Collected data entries
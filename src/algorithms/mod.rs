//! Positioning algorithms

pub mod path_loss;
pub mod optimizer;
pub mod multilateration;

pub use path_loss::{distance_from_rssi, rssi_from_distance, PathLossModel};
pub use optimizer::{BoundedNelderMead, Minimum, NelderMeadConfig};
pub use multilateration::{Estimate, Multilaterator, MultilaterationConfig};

--

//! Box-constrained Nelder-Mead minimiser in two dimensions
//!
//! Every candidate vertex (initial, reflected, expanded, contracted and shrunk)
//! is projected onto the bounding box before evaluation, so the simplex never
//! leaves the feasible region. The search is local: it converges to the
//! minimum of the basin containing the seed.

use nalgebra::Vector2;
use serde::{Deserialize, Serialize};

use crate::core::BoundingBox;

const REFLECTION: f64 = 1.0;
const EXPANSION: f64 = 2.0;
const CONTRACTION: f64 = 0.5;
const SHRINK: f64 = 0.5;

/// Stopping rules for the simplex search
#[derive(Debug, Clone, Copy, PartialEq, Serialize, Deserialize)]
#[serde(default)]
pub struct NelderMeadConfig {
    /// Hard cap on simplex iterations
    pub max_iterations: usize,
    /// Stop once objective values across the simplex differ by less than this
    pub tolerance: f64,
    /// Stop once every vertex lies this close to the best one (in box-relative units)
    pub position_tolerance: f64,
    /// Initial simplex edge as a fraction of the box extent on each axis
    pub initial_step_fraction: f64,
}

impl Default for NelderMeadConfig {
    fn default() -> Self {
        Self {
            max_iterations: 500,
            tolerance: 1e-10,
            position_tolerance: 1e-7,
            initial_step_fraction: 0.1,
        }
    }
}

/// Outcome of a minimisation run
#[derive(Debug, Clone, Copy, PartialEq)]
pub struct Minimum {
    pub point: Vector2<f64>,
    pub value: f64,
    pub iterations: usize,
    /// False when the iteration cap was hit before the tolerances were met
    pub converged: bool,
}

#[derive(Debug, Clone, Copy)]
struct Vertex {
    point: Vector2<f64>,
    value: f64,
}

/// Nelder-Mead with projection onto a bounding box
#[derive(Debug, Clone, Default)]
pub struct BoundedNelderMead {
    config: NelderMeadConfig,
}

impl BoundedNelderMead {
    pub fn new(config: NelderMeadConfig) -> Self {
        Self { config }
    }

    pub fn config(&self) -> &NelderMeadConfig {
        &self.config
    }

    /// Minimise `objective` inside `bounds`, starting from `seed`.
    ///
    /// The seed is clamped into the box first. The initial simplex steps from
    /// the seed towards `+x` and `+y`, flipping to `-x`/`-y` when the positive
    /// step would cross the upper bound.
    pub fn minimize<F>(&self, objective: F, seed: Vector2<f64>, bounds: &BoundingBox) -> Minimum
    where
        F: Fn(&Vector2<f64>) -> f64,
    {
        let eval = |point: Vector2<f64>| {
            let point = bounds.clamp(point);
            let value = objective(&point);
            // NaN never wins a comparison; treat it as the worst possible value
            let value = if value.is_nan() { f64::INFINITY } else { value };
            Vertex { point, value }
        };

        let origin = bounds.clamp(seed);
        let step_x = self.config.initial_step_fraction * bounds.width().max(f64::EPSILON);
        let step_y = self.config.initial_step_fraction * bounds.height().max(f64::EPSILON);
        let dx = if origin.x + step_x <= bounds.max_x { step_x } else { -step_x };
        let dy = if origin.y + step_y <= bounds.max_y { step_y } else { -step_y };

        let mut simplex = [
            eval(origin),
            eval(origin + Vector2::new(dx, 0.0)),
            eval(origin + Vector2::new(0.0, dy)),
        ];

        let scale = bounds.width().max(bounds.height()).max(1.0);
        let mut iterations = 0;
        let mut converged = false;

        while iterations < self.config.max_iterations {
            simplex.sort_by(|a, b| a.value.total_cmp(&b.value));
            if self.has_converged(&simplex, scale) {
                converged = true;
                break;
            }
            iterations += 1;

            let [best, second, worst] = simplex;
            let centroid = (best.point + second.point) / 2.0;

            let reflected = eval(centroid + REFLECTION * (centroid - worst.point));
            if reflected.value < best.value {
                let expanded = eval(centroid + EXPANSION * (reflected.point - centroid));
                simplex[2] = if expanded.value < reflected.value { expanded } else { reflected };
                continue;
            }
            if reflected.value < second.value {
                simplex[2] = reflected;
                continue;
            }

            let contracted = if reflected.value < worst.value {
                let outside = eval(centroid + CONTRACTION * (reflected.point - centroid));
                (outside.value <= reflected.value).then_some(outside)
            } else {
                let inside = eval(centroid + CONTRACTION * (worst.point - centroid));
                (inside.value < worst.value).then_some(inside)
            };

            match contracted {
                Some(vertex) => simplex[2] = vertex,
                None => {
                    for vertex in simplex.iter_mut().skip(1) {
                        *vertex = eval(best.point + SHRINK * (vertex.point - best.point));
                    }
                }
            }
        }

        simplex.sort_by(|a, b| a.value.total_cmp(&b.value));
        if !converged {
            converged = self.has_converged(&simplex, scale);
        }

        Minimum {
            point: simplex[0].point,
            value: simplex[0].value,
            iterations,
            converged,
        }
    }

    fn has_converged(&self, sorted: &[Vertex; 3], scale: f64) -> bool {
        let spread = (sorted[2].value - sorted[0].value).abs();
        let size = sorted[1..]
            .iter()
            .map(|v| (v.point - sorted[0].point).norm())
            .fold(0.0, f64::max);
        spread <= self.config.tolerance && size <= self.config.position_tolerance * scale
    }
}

### WHAT YOU SHOULD DO
Print exactly the lines above, between the one holding "converged = true;" and the one holding "let contracted = if", inclusive, and nothing besides.

### EXERCISE OUTPUT
                converged = true;
                break;
            }
            iterations += 1;

            let [best, second, worst] = simplex;
            let centroid = (best.point + second.point) / 2.0;

            let reflected = eval(centroid + REFLECTION * (centroid - worst.point));
            if reflected.value < best.value {
                let expanded = eval(centroid + EXPANSION * (reflected.point - centroid));
                simplex[2] = if expanded.value < reflected.value { expanded } else { reflected };
                continue;
            }
            if reflected.value < second.value {
                simplex[2] = reflected;
                continue;
            }

            let contracted = if reflected.value < worst.value {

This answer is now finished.